Saved data entries
----------

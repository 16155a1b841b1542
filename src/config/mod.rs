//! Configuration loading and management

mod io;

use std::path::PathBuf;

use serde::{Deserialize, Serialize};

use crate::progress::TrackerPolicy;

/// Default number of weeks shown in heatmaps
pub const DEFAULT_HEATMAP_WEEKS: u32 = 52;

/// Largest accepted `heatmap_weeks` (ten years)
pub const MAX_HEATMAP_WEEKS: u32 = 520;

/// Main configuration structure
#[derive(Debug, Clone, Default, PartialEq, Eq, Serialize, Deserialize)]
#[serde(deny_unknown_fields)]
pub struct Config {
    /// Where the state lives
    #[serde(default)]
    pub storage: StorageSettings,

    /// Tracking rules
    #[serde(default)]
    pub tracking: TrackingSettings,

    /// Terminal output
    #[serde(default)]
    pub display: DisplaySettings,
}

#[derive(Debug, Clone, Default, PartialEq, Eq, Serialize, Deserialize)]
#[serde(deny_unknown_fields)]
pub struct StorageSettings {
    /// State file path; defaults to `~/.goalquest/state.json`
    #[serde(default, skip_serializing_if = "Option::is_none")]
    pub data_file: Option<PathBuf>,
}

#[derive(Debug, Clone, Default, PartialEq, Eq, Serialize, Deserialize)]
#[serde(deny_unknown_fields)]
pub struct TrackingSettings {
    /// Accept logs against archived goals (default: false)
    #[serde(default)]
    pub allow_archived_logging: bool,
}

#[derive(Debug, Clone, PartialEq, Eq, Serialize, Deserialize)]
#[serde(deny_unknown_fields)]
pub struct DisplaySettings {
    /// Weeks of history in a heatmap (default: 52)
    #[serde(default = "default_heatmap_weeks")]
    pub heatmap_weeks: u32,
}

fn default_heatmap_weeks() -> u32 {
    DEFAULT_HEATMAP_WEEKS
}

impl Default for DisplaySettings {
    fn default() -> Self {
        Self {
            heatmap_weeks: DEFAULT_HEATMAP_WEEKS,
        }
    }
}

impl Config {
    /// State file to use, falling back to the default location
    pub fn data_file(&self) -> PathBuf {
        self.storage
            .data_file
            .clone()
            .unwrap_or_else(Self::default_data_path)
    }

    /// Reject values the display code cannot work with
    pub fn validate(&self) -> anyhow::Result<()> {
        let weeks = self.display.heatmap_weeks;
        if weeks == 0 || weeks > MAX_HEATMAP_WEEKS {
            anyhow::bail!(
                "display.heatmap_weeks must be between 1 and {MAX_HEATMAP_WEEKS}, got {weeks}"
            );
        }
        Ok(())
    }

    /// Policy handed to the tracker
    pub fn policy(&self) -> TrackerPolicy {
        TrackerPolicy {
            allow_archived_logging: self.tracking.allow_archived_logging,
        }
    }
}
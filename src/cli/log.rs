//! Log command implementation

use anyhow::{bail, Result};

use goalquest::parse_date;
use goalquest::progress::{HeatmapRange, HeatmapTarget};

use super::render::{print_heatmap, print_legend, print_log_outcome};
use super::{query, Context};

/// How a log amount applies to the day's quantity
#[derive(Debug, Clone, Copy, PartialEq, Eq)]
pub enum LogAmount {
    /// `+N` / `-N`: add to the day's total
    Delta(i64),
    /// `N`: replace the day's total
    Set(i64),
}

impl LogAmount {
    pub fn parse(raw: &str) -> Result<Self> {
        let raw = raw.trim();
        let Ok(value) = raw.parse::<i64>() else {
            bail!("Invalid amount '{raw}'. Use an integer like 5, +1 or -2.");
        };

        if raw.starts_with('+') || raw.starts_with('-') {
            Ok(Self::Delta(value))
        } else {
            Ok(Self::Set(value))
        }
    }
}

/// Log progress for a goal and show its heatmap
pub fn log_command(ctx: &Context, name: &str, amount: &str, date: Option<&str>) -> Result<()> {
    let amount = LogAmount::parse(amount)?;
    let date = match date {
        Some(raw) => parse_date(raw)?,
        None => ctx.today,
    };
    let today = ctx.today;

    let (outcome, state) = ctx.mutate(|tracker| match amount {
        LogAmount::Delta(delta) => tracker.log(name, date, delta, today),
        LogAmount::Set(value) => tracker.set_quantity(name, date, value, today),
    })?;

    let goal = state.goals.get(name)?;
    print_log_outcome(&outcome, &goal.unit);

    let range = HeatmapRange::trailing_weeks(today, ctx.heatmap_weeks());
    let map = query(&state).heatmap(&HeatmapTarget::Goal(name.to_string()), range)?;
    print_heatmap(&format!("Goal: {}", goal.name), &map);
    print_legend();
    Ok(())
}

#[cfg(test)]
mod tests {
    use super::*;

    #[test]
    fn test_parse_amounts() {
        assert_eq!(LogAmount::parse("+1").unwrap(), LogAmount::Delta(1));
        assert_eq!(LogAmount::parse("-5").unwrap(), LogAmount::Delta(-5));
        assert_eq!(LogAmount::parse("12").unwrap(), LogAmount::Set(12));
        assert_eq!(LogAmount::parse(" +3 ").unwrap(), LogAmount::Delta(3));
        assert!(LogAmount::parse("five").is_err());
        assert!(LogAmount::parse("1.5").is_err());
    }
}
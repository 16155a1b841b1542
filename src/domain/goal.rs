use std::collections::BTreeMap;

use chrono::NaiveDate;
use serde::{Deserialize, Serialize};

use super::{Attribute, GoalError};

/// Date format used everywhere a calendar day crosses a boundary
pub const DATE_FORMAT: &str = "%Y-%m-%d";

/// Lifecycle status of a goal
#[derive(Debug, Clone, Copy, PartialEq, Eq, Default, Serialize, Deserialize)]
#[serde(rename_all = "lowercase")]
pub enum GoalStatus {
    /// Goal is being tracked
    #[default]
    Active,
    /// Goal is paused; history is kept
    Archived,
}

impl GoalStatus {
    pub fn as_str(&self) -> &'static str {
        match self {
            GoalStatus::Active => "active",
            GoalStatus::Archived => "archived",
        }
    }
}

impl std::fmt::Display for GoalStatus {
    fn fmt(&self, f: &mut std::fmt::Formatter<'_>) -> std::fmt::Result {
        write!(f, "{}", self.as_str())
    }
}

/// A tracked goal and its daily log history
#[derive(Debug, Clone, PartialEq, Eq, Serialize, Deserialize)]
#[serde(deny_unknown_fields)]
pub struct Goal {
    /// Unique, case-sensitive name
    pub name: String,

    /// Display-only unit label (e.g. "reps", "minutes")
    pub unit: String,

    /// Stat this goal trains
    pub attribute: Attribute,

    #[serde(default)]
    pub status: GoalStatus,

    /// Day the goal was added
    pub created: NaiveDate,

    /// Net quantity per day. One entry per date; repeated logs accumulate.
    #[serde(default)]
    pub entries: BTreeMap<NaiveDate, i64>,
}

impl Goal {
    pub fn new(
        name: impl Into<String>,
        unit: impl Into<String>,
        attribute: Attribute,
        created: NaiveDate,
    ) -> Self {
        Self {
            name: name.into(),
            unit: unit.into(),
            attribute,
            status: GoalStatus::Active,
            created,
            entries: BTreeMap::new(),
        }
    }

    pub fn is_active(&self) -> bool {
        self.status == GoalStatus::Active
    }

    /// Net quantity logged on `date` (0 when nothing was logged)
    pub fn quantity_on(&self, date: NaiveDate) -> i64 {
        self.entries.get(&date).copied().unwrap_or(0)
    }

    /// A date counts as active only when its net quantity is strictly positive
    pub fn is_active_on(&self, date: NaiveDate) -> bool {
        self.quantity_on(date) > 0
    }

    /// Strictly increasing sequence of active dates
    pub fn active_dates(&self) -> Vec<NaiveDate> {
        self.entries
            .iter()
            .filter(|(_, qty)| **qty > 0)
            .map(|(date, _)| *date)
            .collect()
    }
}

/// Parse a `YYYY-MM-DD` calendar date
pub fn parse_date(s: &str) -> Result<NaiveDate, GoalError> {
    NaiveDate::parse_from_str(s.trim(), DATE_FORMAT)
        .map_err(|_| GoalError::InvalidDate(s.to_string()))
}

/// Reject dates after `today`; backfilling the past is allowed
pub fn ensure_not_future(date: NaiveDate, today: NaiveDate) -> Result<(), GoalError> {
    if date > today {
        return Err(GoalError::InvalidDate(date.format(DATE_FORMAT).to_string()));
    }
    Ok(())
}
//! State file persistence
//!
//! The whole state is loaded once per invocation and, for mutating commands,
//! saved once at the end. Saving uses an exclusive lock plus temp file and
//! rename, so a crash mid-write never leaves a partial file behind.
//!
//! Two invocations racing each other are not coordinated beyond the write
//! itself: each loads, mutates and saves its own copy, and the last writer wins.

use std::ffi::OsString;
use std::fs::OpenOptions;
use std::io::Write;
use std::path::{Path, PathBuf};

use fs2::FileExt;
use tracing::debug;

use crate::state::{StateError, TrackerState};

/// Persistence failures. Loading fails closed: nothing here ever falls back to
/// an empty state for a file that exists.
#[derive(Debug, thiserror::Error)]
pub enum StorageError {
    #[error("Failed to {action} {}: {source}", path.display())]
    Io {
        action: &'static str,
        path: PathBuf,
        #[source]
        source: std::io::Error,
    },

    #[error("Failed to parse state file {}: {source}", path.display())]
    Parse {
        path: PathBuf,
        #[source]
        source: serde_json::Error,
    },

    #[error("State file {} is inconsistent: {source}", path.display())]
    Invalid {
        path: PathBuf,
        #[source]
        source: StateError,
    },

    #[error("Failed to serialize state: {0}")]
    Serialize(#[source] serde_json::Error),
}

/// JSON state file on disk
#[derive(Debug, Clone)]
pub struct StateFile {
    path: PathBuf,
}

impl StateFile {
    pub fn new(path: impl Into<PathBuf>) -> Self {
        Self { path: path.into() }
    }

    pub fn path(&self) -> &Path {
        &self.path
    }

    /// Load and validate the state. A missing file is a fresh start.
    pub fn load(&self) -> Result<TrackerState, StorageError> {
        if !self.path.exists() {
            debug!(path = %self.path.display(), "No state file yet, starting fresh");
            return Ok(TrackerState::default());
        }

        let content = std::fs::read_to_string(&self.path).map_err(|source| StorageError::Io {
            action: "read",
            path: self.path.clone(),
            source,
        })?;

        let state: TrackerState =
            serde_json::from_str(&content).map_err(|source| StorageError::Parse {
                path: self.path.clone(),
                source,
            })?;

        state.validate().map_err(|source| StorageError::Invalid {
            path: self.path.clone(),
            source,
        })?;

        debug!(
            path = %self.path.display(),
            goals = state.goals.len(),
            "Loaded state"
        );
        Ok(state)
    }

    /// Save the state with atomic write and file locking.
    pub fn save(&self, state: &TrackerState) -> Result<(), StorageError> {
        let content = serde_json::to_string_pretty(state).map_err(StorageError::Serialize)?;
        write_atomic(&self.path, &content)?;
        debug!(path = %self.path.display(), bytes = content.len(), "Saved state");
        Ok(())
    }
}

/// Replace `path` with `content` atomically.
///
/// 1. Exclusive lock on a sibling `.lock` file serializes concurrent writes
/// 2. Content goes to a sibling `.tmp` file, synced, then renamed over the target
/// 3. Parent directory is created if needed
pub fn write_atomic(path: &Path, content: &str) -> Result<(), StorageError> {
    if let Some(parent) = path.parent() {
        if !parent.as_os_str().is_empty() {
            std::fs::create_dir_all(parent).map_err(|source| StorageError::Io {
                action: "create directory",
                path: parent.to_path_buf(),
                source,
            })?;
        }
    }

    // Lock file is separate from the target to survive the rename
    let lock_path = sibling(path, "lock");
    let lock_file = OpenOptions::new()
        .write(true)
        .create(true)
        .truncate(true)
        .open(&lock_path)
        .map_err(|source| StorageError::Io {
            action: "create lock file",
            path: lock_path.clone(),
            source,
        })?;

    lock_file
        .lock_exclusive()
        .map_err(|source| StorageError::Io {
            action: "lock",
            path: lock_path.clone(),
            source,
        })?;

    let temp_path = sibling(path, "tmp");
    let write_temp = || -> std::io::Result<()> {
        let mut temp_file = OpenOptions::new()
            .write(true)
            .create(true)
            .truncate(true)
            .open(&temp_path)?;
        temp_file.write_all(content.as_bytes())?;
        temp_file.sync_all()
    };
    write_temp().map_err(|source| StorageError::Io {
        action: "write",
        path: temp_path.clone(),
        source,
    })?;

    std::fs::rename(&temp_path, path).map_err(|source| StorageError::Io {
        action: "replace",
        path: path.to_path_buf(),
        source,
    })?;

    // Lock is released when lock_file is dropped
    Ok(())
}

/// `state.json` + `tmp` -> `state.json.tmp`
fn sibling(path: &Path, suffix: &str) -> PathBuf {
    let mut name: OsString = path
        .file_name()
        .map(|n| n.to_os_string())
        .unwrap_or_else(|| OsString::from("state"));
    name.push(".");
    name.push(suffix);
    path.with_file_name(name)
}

----------

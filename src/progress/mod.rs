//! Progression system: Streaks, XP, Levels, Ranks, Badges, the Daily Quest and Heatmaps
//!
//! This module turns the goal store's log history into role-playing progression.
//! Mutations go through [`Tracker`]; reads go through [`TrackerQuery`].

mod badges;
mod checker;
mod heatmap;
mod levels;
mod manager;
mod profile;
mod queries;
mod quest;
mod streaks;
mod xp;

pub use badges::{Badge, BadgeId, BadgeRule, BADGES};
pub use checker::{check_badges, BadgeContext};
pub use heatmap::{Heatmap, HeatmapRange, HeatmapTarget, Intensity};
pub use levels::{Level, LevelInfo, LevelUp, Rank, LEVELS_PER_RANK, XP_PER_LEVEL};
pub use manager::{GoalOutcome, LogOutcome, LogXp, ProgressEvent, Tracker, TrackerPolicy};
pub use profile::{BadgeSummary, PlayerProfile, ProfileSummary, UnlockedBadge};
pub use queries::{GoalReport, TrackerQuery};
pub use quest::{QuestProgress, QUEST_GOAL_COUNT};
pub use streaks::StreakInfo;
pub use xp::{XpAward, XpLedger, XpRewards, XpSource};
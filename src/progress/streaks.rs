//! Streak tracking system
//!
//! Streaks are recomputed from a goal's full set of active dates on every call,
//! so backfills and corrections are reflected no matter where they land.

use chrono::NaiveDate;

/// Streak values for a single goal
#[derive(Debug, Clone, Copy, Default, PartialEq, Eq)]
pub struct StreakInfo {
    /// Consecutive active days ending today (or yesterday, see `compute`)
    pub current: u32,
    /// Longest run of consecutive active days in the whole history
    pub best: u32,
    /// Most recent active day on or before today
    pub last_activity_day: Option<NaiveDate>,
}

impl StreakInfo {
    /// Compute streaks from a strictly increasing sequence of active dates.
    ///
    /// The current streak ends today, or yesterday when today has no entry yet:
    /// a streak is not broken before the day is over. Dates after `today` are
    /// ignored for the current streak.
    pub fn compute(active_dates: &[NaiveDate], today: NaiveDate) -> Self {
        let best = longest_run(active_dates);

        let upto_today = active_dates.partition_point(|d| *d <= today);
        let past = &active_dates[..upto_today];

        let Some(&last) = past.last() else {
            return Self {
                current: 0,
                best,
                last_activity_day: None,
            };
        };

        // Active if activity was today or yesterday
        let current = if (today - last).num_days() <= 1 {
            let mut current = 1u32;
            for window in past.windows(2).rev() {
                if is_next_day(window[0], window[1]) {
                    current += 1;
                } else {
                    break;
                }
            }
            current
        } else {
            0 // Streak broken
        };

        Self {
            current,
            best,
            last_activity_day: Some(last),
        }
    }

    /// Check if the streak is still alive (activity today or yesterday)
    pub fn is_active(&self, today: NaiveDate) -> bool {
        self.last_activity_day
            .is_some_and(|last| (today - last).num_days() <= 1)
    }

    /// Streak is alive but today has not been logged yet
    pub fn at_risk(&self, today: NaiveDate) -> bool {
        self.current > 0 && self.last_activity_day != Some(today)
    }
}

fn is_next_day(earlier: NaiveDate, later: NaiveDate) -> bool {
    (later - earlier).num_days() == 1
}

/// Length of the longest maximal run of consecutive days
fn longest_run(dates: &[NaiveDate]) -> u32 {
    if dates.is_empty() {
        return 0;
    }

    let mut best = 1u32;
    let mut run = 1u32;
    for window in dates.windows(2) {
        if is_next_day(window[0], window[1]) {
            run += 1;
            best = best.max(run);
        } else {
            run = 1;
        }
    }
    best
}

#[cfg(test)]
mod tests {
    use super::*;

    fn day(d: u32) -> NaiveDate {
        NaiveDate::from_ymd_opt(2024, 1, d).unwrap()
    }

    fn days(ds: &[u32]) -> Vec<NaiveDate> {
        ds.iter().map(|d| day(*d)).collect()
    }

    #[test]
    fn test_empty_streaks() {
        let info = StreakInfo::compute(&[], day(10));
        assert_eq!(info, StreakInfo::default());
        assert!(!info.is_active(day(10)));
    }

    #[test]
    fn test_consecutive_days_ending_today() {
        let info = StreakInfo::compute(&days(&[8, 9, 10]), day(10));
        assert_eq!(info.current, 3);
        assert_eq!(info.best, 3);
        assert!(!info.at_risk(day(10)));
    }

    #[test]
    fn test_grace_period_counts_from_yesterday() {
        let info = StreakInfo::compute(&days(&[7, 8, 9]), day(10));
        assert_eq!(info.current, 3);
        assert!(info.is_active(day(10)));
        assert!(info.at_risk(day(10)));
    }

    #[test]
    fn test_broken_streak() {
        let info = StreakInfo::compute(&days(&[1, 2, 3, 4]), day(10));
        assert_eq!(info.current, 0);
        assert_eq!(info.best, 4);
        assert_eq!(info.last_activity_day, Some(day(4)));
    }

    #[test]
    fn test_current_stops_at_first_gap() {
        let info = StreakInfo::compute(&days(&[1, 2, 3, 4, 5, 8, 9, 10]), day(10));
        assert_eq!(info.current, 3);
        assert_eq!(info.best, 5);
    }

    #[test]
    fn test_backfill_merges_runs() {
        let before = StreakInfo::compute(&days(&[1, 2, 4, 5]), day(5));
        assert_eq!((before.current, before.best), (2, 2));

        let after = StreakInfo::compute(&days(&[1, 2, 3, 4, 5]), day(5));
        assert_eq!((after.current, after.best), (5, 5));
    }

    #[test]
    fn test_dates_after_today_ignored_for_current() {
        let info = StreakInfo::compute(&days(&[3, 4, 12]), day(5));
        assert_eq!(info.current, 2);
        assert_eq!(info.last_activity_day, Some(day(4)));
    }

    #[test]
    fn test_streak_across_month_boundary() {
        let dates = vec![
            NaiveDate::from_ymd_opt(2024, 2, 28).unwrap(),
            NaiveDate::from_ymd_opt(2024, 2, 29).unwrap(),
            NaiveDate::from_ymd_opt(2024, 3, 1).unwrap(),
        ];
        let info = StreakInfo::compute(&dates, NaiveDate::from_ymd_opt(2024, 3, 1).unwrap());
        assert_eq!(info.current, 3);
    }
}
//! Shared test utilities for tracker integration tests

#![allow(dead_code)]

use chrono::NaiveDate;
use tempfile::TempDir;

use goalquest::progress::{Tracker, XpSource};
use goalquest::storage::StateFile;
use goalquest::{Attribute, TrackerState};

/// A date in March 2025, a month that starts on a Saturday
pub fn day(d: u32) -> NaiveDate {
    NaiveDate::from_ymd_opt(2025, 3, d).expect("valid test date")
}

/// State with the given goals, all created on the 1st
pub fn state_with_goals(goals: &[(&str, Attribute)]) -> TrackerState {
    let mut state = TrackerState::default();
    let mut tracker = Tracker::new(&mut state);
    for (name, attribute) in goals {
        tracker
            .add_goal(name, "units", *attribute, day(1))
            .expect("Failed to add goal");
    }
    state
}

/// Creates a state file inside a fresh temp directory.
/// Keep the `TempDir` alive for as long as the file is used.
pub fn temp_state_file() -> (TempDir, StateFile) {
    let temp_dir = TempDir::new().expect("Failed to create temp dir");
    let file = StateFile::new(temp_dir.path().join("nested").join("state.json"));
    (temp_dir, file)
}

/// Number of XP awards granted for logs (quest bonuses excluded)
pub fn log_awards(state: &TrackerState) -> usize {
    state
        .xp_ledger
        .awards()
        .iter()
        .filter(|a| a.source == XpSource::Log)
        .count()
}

----------

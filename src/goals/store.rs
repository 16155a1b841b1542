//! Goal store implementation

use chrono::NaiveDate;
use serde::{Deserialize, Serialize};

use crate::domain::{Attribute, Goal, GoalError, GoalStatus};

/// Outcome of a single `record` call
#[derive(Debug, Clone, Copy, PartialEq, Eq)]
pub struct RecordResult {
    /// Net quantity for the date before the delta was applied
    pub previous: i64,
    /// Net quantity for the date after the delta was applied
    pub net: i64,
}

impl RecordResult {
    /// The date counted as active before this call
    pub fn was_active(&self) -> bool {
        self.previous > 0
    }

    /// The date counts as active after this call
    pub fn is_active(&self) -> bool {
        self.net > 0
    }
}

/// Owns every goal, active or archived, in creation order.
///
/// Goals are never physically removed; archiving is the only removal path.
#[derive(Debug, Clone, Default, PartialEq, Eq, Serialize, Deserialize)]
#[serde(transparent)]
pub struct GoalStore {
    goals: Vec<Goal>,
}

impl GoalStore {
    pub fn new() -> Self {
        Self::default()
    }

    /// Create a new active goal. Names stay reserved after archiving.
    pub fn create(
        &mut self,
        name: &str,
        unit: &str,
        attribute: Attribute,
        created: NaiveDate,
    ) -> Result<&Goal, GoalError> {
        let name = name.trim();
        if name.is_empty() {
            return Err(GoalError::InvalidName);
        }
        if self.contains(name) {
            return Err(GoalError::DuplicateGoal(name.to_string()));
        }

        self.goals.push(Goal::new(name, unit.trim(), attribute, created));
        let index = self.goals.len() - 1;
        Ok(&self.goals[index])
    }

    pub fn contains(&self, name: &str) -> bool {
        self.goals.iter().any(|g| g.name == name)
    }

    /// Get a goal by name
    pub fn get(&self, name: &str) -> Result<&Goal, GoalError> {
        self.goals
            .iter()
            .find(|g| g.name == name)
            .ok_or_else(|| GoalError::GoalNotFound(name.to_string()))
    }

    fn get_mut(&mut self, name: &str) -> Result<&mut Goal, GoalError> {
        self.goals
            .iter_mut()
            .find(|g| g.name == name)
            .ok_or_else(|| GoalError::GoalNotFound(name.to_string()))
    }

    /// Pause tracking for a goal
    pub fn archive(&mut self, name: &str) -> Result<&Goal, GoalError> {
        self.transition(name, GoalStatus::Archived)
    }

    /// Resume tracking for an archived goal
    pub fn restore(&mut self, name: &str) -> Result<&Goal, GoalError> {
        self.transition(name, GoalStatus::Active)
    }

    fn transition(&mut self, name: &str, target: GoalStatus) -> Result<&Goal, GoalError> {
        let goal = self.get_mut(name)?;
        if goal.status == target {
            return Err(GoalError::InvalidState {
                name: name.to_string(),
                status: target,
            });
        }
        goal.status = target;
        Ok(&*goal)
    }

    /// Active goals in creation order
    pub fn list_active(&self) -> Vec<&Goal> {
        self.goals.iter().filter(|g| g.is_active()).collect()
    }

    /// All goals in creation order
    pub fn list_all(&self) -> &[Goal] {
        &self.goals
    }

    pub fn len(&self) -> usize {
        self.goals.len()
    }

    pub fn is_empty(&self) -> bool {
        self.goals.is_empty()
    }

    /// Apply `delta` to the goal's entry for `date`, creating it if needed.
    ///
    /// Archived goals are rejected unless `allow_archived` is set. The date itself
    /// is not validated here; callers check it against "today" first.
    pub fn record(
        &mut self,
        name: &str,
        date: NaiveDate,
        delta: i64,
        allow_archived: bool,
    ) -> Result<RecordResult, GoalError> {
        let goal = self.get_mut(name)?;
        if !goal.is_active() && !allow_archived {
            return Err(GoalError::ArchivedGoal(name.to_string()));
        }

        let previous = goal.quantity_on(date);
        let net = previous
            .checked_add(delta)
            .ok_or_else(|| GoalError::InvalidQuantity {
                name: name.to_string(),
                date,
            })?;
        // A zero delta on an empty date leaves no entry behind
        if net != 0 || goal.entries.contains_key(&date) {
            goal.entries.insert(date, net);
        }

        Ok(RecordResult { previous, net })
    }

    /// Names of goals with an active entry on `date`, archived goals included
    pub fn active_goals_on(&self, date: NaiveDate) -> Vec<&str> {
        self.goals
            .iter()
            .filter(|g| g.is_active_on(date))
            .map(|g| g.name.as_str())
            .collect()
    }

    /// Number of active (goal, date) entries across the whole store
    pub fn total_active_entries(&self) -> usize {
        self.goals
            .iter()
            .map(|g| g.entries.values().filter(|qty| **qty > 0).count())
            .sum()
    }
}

----------

Prompt
Find the lines above that include the string "increasing" and copy them.

Expected answer
    /// Strictly increasing sequence of active dates
    /// Compute streaks from a strictly increasing sequence of active dates.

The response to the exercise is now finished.